## WHAT THE TASK REQUIRES:
Please list all lines of the material below in which the string "stream" occurs.

## DATA LISTING:
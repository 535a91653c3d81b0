//! Type-state markers.

/// Connected, greeting read, not yet logged in.
#[derive(Debug, Clone, Copy, Default)]
pub struct NotAuthenticated;

/// Logged in; mailbox-level commands are valid.
#[derive(Debug, Clone, Copy, Default)]
pub struct Authenticated;

/// A mailbox is open; message-level commands are valid.
#[derive(Debug, Clone, Copy, Default)]
pub struct Selected;
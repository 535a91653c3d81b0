//! # postbox-mime
//!
//! MIME helpers for the postbox engine.
//!
//! - [`Headers`]: ordered header blocks with folding and RFC 2047 decoding
//! - [`encoding`]: Base64, Quoted-Printable, RFC 2047, transfer encodings
//! - [`Base64Decoder`]: Base64 decoding in front of any `AsyncWrite`
//! - [`parse_date`]: lenient `Date` header parsing into UTC
//! - [`MessageBuilder`]: outgoing `multipart/mixed` and `multipart/related`
//!   messages
//!
//! ```
//! use postbox_mime::Headers;
//!
//! let headers = Headers::parse(b"Subject: =?utf-8?Q?caf=C3=A9?=\r\n\r\n");
//! assert_eq!(headers.get_decoded("subject").as_deref(), Some("café"));
//! ```

#![warn(missing_docs)]
#![warn(clippy::all)]
#![warn(clippy::pedantic)]
#![forbid(unsafe_code)]

mod builder;
mod content_type;
mod date;
mod error;
mod header;
mod stream;

pub mod encoding;

pub use builder::{
    Attachment, Body, MessageBuilder, bare_address, generate_message_id, split_addresses,
};
pub use content_type::ContentType;
pub use date::{format_date, parse_date};
pub use encoding::TransferEncoding;
pub use error::{Error, Result};
pub use header::Headers;
pub use stream::Base64Decoder;
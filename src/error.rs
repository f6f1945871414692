// SPDX-License-Identifier: AGPL-3.0-or-later
//
// Copyright (C) 2026 Relational Network

use axum::{
    http::StatusCode,
    response::{IntoResponse, Response},
    Json,
};
use serde::Serialize;

use crate::envelope::EnvelopeError;
use crate::gateway::GatewayError;
use crate::lifecycle::LifecycleError;
use crate::vault::VaultError;

#[derive(Debug)]
pub struct ApiError {
    pub status: StatusCode,
    pub error_code: &'static str,
    pub message: String,
}

#[derive(Serialize)]
struct ErrorBody {
    error: String,
    error_code: String,
}

impl ApiError {
    pub fn new(status: StatusCode, error_code: &'static str, message: impl Into<String>) -> Self {
        Self {
            status,
            error_code,
            message: message.into(),
        }
    }

    pub fn not_found(message: impl Into<String>) -> Self {
        Self::new(StatusCode::NOT_FOUND, "not_found", message)
    }

    pub fn bad_request(message: impl Into<String>) -> Self {
        Self::new(StatusCode::BAD_REQUEST, "invalid_input", message)
    }

    pub fn unprocessable(error_code: &'static str, message: impl Into<String>) -> Self {
        Self::new(StatusCode::UNPROCESSABLE_ENTITY, error_code, message)
    }

    pub fn internal(message: impl Into<String>) -> Self {
        Self::new(StatusCode::INTERNAL_SERVER_ERROR, "internal_error", message)
    }
}

impl From<GatewayError> for ApiError {
    fn from(err: GatewayError) -> Self {
        let message = err.to_string();
        match err {
            GatewayError::NotFound(_) => Self::not_found(message),
            GatewayError::UnknownOutcome(_) => {
                Self::new(StatusCode::GATEWAY_TIMEOUT, "unknown_outcome", message)
            }
            GatewayError::Unavailable(_) => Self::new(
                StatusCode::SERVICE_UNAVAILABLE,
                "gateway_unavailable",
                message,
            ),
            GatewayError::Request(_) | GatewayError::InvalidResponse(_) => {
                Self::new(StatusCode::BAD_GATEWAY, "gateway_error", message)
            }
        }
    }
}

impl From<LifecycleError> for ApiError {
    fn from(err: LifecycleError) -> Self {
        let message = err.to_string();
        match err {
            LifecycleError::Gateway(inner) => inner.into(),
            LifecycleError::Partial { .. } => Self::new(
                StatusCode::BAD_GATEWAY,
                "partial_lifecycle_failure",
                message,
            ),
            LifecycleError::PermanentlyDeleted(_) => {
                Self::new(StatusCode::CONFLICT, "permanently_deleted", message)
            }
            LifecycleError::EmptyRevocation => Self::bad_request(message),
            LifecycleError::UnrelatedVersion { .. } => {
                Self::new(StatusCode::BAD_REQUEST, "unrelated_version", message)
            }
            LifecycleError::MalformedAnnotation { .. } => {
                Self::unprocessable("malformed_annotation", message)
            }
        }
    }
}

impl From<VaultError> for ApiError {
    fn from(err: VaultError) -> Self {
        let message = err.to_string();
        match err {
            VaultError::InvalidInput(_) => Self::bad_request(message),
            VaultError::Envelope(EnvelopeError::Decryption) => {
                Self::unprocessable("decryption_failed", message)
            }
            VaultError::Envelope(_) => Self::unprocessable("invalid_envelope", message),
            VaultError::MalformedPolicy(_) => Self::unprocessable("malformed_policy", message),
            VaultError::PolicyDenied { .. } => {
                Self::new(StatusCode::FORBIDDEN, "access_denied", message)
            }
            VaultError::RecordDeleted { .. } => {
                Self::new(StatusCode::GONE, "record_deleted", message)
            }
            VaultError::Lifecycle(inner) => inner.into(),
            VaultError::Gateway(inner) => inner.into(),
            VaultError::Internal(_) => {
                tracing::error!(error = %message, "Internal error");
                Self::internal(message)
            }
        }
    }
}

impl IntoResponse for ApiError {
    fn into_response(self) -> Response {
        let body = Json(ErrorBody {
            error: self.message,
            error_code: self.error_code.to_string(),
        });
        (self.status, body).into_response()
    }
}

#[cfg(test)]
mod tests {
    use super::*;
    use crate::gateway::RecordId;
    use crate::lifecycle::LifecycleStep;
    use axum::body::to_bytes;

    #[test]
    fn vault_errors_map_to_statuses() {
        let cases = [
            (
                VaultError::PolicyDenied {
                    reason: "no".into(),
                },
                StatusCode::FORBIDDEN,
            ),
            (
                VaultError::RecordDeleted {
                    id: RecordId::from("r"),
                    permanent: false,
                },
                StatusCode::GONE,
            ),
            (
                VaultError::Envelope(EnvelopeError::Decryption),
                StatusCode::UNPROCESSABLE_ENTITY,
            ),
            (
                VaultError::InvalidInput("empty password".into()),
                StatusCode::BAD_REQUEST,
            ),
            (
                VaultError::Gateway(GatewayError::NotFound(RecordId::from("r"))),
                StatusCode::NOT_FOUND,
            ),
            (
                VaultError::Gateway(GatewayError::UnknownOutcome("timeout".into())),
                StatusCode::GATEWAY_TIMEOUT,
            ),
        ];
        for (err, status) in cases {
            assert_eq!(ApiError::from(err).status, status);
        }
    }

    #[test]
    fn partial_failure_keeps_the_landed_id() {
        let err = ApiError::from(VaultError::Lifecycle(LifecycleError::Partial {
            completed: LifecycleStep::Backup,
            completed_id: RecordId::from("bk-9"),
            failed: LifecycleStep::Rollback,
            source: GatewayError::Unavailable("down".into()),
        }));
        assert_eq!(err.error_code, "partial_lifecycle_failure");
        assert!(err.message.contains("bk-9"));
    }

    #[tokio::test]
    async fn into_response_returns_json_body() {
        let response = ApiError::bad_request("bad data").into_response();
        assert_eq!(response.status(), StatusCode::BAD_REQUEST);

        let body_bytes = to_bytes(response.into_body(), usize::MAX).await.unwrap();
        let body: serde_json::Value = serde_json::from_slice(&body_bytes).unwrap();
        assert_eq!(body["error"], "bad data");
        assert_eq!(body["error_code"], "invalid_input");
    }
}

## OUTPUT OF THE TASK:
mod stream;
pub use stream::Base64Decoder;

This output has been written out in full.